== Work instructions ==
Starting at the top of the entries below, set down every line exactly, please, until you reach the line with "#[derive(Clone)]", which is included too.

== Items listed in a dataset ==

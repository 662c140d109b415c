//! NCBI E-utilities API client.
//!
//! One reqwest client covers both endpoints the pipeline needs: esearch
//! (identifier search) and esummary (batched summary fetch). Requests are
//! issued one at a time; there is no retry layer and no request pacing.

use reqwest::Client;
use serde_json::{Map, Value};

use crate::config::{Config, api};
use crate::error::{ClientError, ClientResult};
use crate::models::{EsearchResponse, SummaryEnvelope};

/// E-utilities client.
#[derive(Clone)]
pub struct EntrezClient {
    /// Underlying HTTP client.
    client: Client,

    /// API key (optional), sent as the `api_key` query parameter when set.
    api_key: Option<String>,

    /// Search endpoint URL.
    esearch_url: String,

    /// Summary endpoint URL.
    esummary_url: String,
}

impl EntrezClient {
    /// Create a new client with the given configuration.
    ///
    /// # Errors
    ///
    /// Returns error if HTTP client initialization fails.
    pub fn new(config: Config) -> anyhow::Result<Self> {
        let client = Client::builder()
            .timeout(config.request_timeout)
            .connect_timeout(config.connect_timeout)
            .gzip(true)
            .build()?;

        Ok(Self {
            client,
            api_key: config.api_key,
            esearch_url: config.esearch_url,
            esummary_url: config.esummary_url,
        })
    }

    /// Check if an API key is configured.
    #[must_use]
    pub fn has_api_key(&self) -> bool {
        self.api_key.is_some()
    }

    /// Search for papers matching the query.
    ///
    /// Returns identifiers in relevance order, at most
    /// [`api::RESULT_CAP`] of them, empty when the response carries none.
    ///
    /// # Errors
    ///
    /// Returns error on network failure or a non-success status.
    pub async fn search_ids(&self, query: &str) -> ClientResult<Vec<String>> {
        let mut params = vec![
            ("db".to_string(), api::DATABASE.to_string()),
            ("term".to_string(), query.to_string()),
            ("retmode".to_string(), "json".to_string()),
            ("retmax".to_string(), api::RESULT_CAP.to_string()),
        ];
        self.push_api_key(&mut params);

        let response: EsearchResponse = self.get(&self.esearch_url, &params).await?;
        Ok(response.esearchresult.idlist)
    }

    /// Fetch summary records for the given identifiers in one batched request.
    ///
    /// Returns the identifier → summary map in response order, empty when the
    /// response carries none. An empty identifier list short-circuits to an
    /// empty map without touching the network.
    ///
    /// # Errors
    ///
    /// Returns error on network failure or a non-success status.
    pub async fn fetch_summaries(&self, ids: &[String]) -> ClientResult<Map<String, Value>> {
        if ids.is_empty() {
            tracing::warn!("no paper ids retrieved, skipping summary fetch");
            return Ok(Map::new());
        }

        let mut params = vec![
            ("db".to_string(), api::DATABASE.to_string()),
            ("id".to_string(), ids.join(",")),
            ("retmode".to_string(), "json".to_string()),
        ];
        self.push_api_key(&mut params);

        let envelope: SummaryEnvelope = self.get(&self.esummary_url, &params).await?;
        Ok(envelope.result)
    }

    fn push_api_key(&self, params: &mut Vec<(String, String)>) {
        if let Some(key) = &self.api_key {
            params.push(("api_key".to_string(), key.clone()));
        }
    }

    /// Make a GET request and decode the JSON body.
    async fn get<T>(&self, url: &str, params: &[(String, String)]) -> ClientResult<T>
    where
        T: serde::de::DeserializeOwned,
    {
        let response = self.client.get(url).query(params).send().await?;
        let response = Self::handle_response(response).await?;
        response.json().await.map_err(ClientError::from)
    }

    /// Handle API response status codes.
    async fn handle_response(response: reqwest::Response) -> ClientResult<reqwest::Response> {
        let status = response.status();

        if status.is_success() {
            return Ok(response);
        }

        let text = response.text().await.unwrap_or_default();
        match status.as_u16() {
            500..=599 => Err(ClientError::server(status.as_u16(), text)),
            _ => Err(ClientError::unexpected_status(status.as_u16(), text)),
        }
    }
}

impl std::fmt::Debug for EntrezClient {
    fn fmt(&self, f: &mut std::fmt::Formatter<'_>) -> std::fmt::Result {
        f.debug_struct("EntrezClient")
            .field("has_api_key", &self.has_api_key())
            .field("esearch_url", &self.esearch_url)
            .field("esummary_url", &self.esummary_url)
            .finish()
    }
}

== Answer box ==
repository 662c140d109b415c
//! NCBI E-utilities API client.
//!
//! One reqwest client covers both endpoints the pipeline needs: esearch
//! (identifier search) and esummary (batched summary fetch). Requests are
//! issued one at a time; there is no retry layer and no request pacing.

use reqwest::Client;
use serde_json::{Map, Value};

use crate::config::{Config, api};
use crate::error::{ClientError, ClientResult};
use crate::models::{EsearchResponse, SummaryEnvelope};

/// E-utilities client.
#[derive(Clone)]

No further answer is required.